Tools and Approach

We use a diverse set of analytical tools drawn from probability, queueing, coding theory, and statistical learning. Our approach involves the following steps, often traversed in an iterative manner:

  1. Choosing a model that captures the essential elements of the system, while being simple and tractable.
  2. Designing algorithms that are provably optimal within the model framework.
  3. Evaluating the proposed algorithms on the real system, going beyond the assumptions of the model.

Selected Projects

Distributed Machine Learning


In large-scale machine learning, training is performed by running stochastic gradient descent (SGD) in a distributed fashion using multiple worker nodes. Synchronization delays due to straggling workers, and communication delays in aggregating updates from worker nodes can significantly increase the run-time of the training job.

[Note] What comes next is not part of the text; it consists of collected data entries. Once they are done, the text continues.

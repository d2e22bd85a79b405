// src/data_loader/image_folder.rs
//
// Image-folder dataset: one folder per class, folder position in the
// input list is the class label.

use crate::data_loader::{Dataset, DatasetError};
use crate::transform::{ImageTransform, to_raw_hwc};
use async_trait::async_trait;
use log::{info, warn};
use ndarray::{Array1, Array3, Array4, Axis};
use std::path::{Path, PathBuf};
use std::sync::Arc;

/// One decoded sample: the image representation plus its class label.
///
/// With a transform configured, `image` is whatever the pipeline
/// produced (CHW `f32` for [`crate::transform::TransformPipeline`]);
/// with none, it is the raw RGB image as HWC `f32` with values in
/// `0..=255`.
#[derive(Debug, Clone, PartialEq)]
pub struct ImageSample {
    pub image: Array3<f32>,
    pub label: i64,
}

/// A batch of samples stacked along a new leading axis.
#[derive(Debug, Clone, PartialEq)]
pub struct ImageBatch {
    pub images: Array4<f32>,
    pub labels: Array1<i64>,
}

impl ImageBatch {
    pub fn len(&self) -> usize {
        self.labels.len()
    }

    pub fn is_empty(&self) -> bool {
        self.labels.is_empty()
    }
}

/// Stack samples into a single batch. All images must share a shape;
/// a mismatch (e.g. untransformed images of different sizes) is an
/// error, not a panic.
pub fn collate(samples: Vec<ImageSample>) -> Result<ImageBatch, DatasetError> {
    if samples.is_empty() {
        return Err(DatasetError::Shape("cannot collate an empty batch".into()));
    }
    let shape = samples[0].image.dim();
    for (i, s) in samples.iter().enumerate() {
        if s.image.dim() != shape {
            return Err(DatasetError::Shape(format!(
                "image {} has shape {:?}, expected {:?}",
                i,
                s.image.dim(),
                shape
            )));
        }
    }
    let views: Vec<_> = samples.iter().map(|s| s.image.view()).collect();
    let images = ndarray::stack(Axis(0), &views)
        .map_err(|e| DatasetError::Shape(e.to_string()))?;
    let labels = Array1::from_iter(samples.iter().map(|s| s.label));
    Ok(ImageBatch { images, labels })
}

/// Map-style dataset over per-class image folders.
///
/// Construction takes a filesystem snapshot: each folder's top-level
/// entries become examples labelled with the folder's position in the
/// input list. The example list never changes afterwards, so `get` is
/// safe to call from any number of concurrent loader workers.
///
/// Every `get` re-reads and re-decodes the file; there is no decoded
/// cache. That is a deliberate simplicity choice at this scale.
#[derive(Clone)]
pub struct ImageFolderDataset {
    examples: Vec<(PathBuf, i64)>,
    transform: Option<Arc<dyn ImageTransform>>,
}

impl ImageFolderDataset {
    /// Build the example index from `folders`, in order. Entries within
    /// a folder are sorted by path so the index is stable across runs;
    /// labels depend only on folder order, not on file order.
    pub fn new<P: AsRef<Path>>(
        folders: &[P],
        transform: Option<Arc<dyn ImageTransform>>,
    ) -> Result<Self, DatasetError> {
        if folders.len() < 2 {
            return Err(DatasetError::InvalidConfig(format!(
                "classification needs at least 2 class folders, got {}",
                folders.len()
            )));
        }

        let mut examples = Vec::new();
        for (label, folder) in folders.iter().enumerate() {
            let folder = folder.as_ref();
            let mut files = Self::list_files(folder)?;
            if files.is_empty() {
                warn!("class folder {} is empty", folder.display());
            }
            files.sort();
            examples.extend(files.into_iter().map(|p| (p, label as i64)));
        }

        info!(
            "indexed {} examples across {} class folders",
            examples.len(),
            folders.len()
        );

        Ok(Self { examples, transform })
    }

    /// List a folder's top-level files. No recursion: the layout
    /// contract is one flat folder per class.
    fn list_files(folder: &Path) -> Result<Vec<PathBuf>, DatasetError> {
        let entries = std::fs::read_dir(folder).map_err(|e| DatasetError::Io {
            path: folder.to_owned(),
            source: e,
        })?;

        let mut files = Vec::new();
        for entry in entries {
            let entry = entry.map_err(|e| DatasetError::Io {
                path: folder.to_owned(),
                source: e,
            })?;
            let path = entry.path();
            if path.is_file() {
                files.push(path);
            }
        }
        Ok(files)
    }

    /// The `(path, label)` example at `index`, without decoding.
    pub fn example(&self, index: usize) -> Result<(&Path, i64), DatasetError> {
        self.examples
            .get(index)
            .map(|(p, l)| (p.as_path(), *l))
            .ok_or(DatasetError::IndexOutOfRange(index))
    }

    async fn decode(&self, path: &Path) -> Result<image::RgbImage, DatasetError> {
        let bytes = tokio::fs::read(path).await.map_err(|e| DatasetError::Io {
            path: path.to_owned(),
            source: e,
        })?;
        let img = image::load_from_memory(&bytes).map_err(|e| DatasetError::Decode {
            path: path.to_owned(),
            source: e,
        })?;
        // Canonical RGB channel order, whatever the file held
        // (grayscale and RGBA inputs included). Downstream transforms
        // and the eventual model assume RGB.
        Ok(img.to_rgb8())
    }
}

#[async_trait]
impl Dataset for ImageFolderDataset {
    type Item = ImageSample;

    fn len(&self) -> Option<usize> {
        Some(self.examples.len())
    }

    async fn get(&self, index: usize) -> Result<Self::Item, DatasetError> {
        let (path, label) = {
            let (p, l) = self.example(index)?;
            (p.to_owned(), l)
        };
        let rgb = self.decode(&path).await?;
        let image = match &self.transform {
            Some(t) => t.apply(rgb)?,
            None => to_raw_hwc(&rgb),
        };
        Ok(ImageSample { image, label })
    }
}

impl std::fmt::Debug for ImageFolderDataset {
    fn fmt(&self, f: &mut std::fmt::Formatter<'_>) -> std::fmt::Result {
        f.debug_struct("ImageFolderDataset")
            .field("examples", &self.examples.len())
            .field("has_transform", &self.transform.is_some())
            .finish()
    }
}
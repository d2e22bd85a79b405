//! Core dataset abstractions for imgdlio's data-loader layer.
//!
//! A [`Dataset`] is a logical collection of samples. Map-style datasets
//! support random access through [`Dataset::get`] and report their
//! length; iterable-only datasets deliver data solely via `as_stream`.

use async_trait::async_trait;
use futures_core::stream::Stream;
use std::path::PathBuf;
use std::pin::Pin;
use thiserror::Error;
use anyhow::{self, Error as AnyError};

/// A boxed, pinned, sendable async stream of fallible items.
pub type DynStream<T> =
    Pin<Box<dyn Stream<Item = Result<T, DatasetError>> + Send + 'static>>;

/// Item-level error type for dataset & loader operations.
#[derive(Error, Debug)]
pub enum DatasetError {
    #[error("index out of range: {0}")]
    IndexOutOfRange(usize),

    #[error("operation not supported for this dataset type")]
    Unsupported,

    #[error("invalid configuration: {0}")]
    InvalidConfig(String),

    #[error("setup required: {0}")]
    Setup(String),

    #[error("io error at {path}: {source}")]
    Io {
        path: PathBuf,
        #[source]
        source: std::io::Error,
    },

    #[error("image decode error at {path}: {source}")]
    Decode {
        path: PathBuf,
        #[source]
        source: image::ImageError,
    },

    #[error("shape mismatch: {0}")]
    Shape(String),

    #[error(transparent)]
    Transform(#[from] crate::transform::TransformError),

    #[error(transparent)]
    Backend(#[from] AnyError),
}

impl From<String> for DatasetError {
    fn from(s: String) -> Self {
        DatasetError::Backend(AnyError::msg(s))
    }
}

impl From<&str> for DatasetError {
    fn from(s: &str) -> Self {
        DatasetError::Backend(AnyError::msg(s.to_string()))
    }
}

/// A logical collection of **samples** (e.g. decoded images of an
/// image-folder tree, rows of an in-memory table).
///
/// Implementors fall into two broad categories:
///
/// * **Map-style** – support random access through [`Dataset::get`];
///   `len()` normally returns `Some(_)`.
/// * **Iterable** – deliver data solely via `as_stream`; `len()` often
///   returns `None`.
#[async_trait]
pub trait Dataset: Send + Sync + 'static {
    /// Concrete Rust type produced for each sample. For an image
    /// pipeline this is typically [`crate::ImageSample`]; simpler
    /// datasets may yield scalars or raw byte buffers.
    type Item: Send + 'static;

    /// Total number of samples if known *a priori*; otherwise `None`.
    fn len(&self) -> Option<usize>;

    /// Retrieve a sample by zero-based index. Iterable-only datasets may
    /// return `DatasetError::Unsupported`.
    async fn get(&self, index: usize) -> Result<Self::Item, DatasetError>;

    /// Provide an async stream of samples if the dataset is iterable.
    /// Map-style datasets can simply keep the default (`None`).
    fn as_stream(&self) -> Option<DynStream<Self::Item>> {
        None
    }

    /// Convenience helper.
    fn is_empty(&self) -> bool {
        self.len().map(|n| n == 0).unwrap_or(false)
    }
}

Asynchronous methods or sparse inter-node communication reduce the runtime per iteration, but they result in stale gradient updates which may adversely affect the algorithm convergence. Our research goal is to design a distributed SGD algorithm that strikes the best trade-off between the training time, and the error in the trained model.

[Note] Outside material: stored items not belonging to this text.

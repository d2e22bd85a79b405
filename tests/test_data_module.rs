//! End-to-end tests for the DataModule: config -> setup -> loaders.

use futures_util::StreamExt;
use image::{Rgb, RgbImage};
use imgdlio::transform::TransformPipeline;
use imgdlio::{
    DataLoader, DataModule, DataModuleConfig, Dataset, DatasetError, ImageFolderDataset,
};
use std::path::Path;
use std::sync::Arc;
use tempfile::TempDir;

fn fill_folder(base: &Path, name: &str, count: usize, color: [u8; 3]) {
    let dir = base.join(name);
    std::fs::create_dir_all(&dir).unwrap();
    for i in 0..count {
        RgbImage::from_pixel(8, 8, Rgb(color))
            .save(dir.join(format!("img_{i:02}.png")))
            .unwrap();
    }
}

/// Reference layout: husky/wolf folders for both splits.
fn fixture(train_counts: (usize, usize), val_counts: (usize, usize)) -> TempDir {
    let tmp = TempDir::new().unwrap();
    fill_folder(tmp.path(), "husky_train", train_counts.0, [200, 180, 160]);
    fill_folder(tmp.path(), "wolf_train", train_counts.1, [90, 90, 100]);
    fill_folder(tmp.path(), "husky_test", val_counts.0, [210, 190, 170]);
    fill_folder(tmp.path(), "wolf_test", val_counts.1, [80, 80, 90]);
    tmp
}

async fn pass_labels(loader: DataLoader<ImageFolderDataset>) -> Vec<i64> {
    let mut labels = Vec::new();
    let mut batches = loader.batches();
    while let Some(batch) = batches.next().await {
        labels.extend(batch.unwrap().labels.to_vec());
    }
    labels
}

#[tokio::test]
async fn setup_builds_both_splits() {
    let tmp = fixture((3, 2), (2, 2));
    let cfg = DataModuleConfig::default()
        .with_base_dir(tmp.path())
        .with_batch_size(2);
    let mut dm = DataModule::new(cfg, None, None).unwrap();
    dm.setup().unwrap();

    assert_eq!(dm.train_set().unwrap().len(), Some(5));
    assert_eq!(dm.val_set().unwrap().len(), Some(4));
}

#[tokio::test]
async fn loaders_before_setup_fail() {
    let tmp = fixture((2, 2), (2, 2));
    let cfg = DataModuleConfig::default().with_base_dir(tmp.path());
    let dm = DataModule::new(cfg, None, None).unwrap();

    assert!(matches!(dm.train_loader(), Err(DatasetError::Setup(_))));
    assert!(matches!(dm.val_loader(), Err(DatasetError::Setup(_))));
}

#[tokio::test]
async fn missing_class_folder_fails_at_setup() {
    let tmp = TempDir::new().unwrap();
    fill_folder(tmp.path(), "husky_train", 1, [1, 1, 1]);
    // wolf_train and both test folders are absent.
    let cfg = DataModuleConfig::default().with_base_dir(tmp.path());
    let mut dm = DataModule::new(cfg, None, None).unwrap();

    assert!(matches!(dm.setup(), Err(DatasetError::Io { .. })));
}

#[tokio::test]
async fn train_pass_yields_expected_batch_sizes_and_shapes() {
    let tmp = fixture((3, 2), (2, 2));
    let cfg = DataModuleConfig::default()
        .with_base_dir(tmp.path())
        .with_batch_size(2)
        .with_num_workers(2);
    let mut dm = DataModule::new(cfg, None, None).unwrap();
    dm.setup().unwrap();

    let mut sizes = Vec::new();
    let mut batches = dm.train_loader().unwrap().batches();
    while let Some(batch) = batches.next().await {
        let batch = batch.unwrap();
        // Default train pipeline: 224x224 crops in CHW.
        let (_n, c, h, w) = batch.images.dim();
        assert_eq!((c, h, w), (3, 224, 224));
        sizes.push(batch.len());
    }
    assert_eq!(sizes, vec![2, 2, 1]); // 5 examples, remainder kept
}

#[tokio::test]
async fn val_pass_is_sequential_and_deterministic() {
    let tmp = fixture((2, 2), (3, 2));
    let cfg = DataModuleConfig::default()
        .with_base_dir(tmp.path())
        .with_batch_size(2);
    let mut dm = DataModule::new(cfg, None, None).unwrap();
    dm.setup().unwrap();

    let first = pass_labels(dm.val_loader().unwrap()).await;
    let second = pass_labels(dm.val_loader().unwrap()).await;
    assert_eq!(first, vec![0, 0, 0, 1, 1]); // folder order, no shuffling
    assert_eq!(first, second);
}

#[tokio::test]
async fn train_passes_differ_with_high_probability() {
    let tmp = fixture((8, 8), (2, 2));
    let cfg = DataModuleConfig::default()
        .with_base_dir(tmp.path())
        .with_batch_size(4);
    let mut dm = DataModule::new(cfg, None, None).unwrap();
    dm.setup().unwrap();

    // 16 items, 8 per class: 12870 possible label sequences. Three
    // attempts make an accidental full match vanishingly unlikely.
    let mut any_differ = false;
    for _ in 0..3 {
        let a = pass_labels(dm.train_loader().unwrap()).await;
        let b = pass_labels(dm.train_loader().unwrap()).await;
        assert_eq!(a.iter().filter(|&&l| l == 0).count(), 8);
        if a != b {
            any_differ = true;
            break;
        }
    }
    assert!(any_differ);
}

#[tokio::test]
async fn fixed_seed_gives_reproducible_first_pass() {
    let tmp = fixture((4, 4), (2, 2));
    let make = || {
        let cfg = DataModuleConfig::default()
            .with_base_dir(tmp.path())
            .with_batch_size(3)
            .with_seed(9);
        let mut dm = DataModule::new(cfg, None, None).unwrap();
        dm.setup().unwrap();
        dm
    };

    let a = pass_labels(make().train_loader().unwrap()).await;
    let b = pass_labels(make().train_loader().unwrap()).await;
    assert_eq!(a, b);
}

#[tokio::test]
async fn supplied_transform_overrides_the_default() {
    let tmp = fixture((2, 2), (2, 2));
    let cfg = DataModuleConfig::default()
        .with_base_dir(tmp.path())
        .with_batch_size(2);
    let tiny = Arc::new(TransformPipeline::new().resize(16, 16));
    let mut dm = DataModule::new(cfg, Some(tiny.clone()), Some(tiny)).unwrap();
    dm.setup().unwrap();

    let mut batches = dm.val_loader().unwrap().batches();
    let batch = batches.next().await.unwrap().unwrap();
    assert_eq!(batch.images.dim(), (2, 3, 16, 16));
}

Correlated Multi-armed Bandits


Multi-armed bandit algorithms have numerous data-driven decision-making applications including advertising, A/B testing and hyper-parameter tuning. Unlike classic works that assume independence of the rewards observed by sampling different arms, we consider correlated rewards. This correlation can be exploited to identify sub-optimal or "non-competitive" arms and avoid exploring them. This allows us to reduce a K armed bandit problem to a C armed bandit problem, where C is the number of "competitive" arms.

Queueing Redundant Tasks to Reduce Delay in Cloud Systems


We model job service in a distributed system with n servers by n identical queues each of the servers. Each incoming job is forked to all or a subset of the n servers, and we wait for k of them to finish. The case k=1 corresponds to replication of the job at the servers. This is one of the first works to analyze the response time of queues with redundancy.

Straggler Replication in Parallel Computing


In large-scale computing where a job has hundreds of parallel tasks, the slowest task becomes the bottleneck. Frameworks such as MapReduce relaunch replicas of straggling tasks to cut the tail latency. We develop insights into the best relaunching time, and the number of replicas to relaunch to reduce latency, without a significant increase in computing cost. For heavy-tail distributions, redundancy can reduce latency and cost simultaneously!

Streaming Communication


Unlike traditional file transfer where only total delay matters, streaming requires fast and in-order delivery of individual packets to the user. We analyze the trade-off between throughput and the in-order delivery delay, and in particular how it is affected by the frequency of feedback to the source. We propose a simple combination of repetition and greedy linear coding that achieves close to optimal throughput-delay trade-off.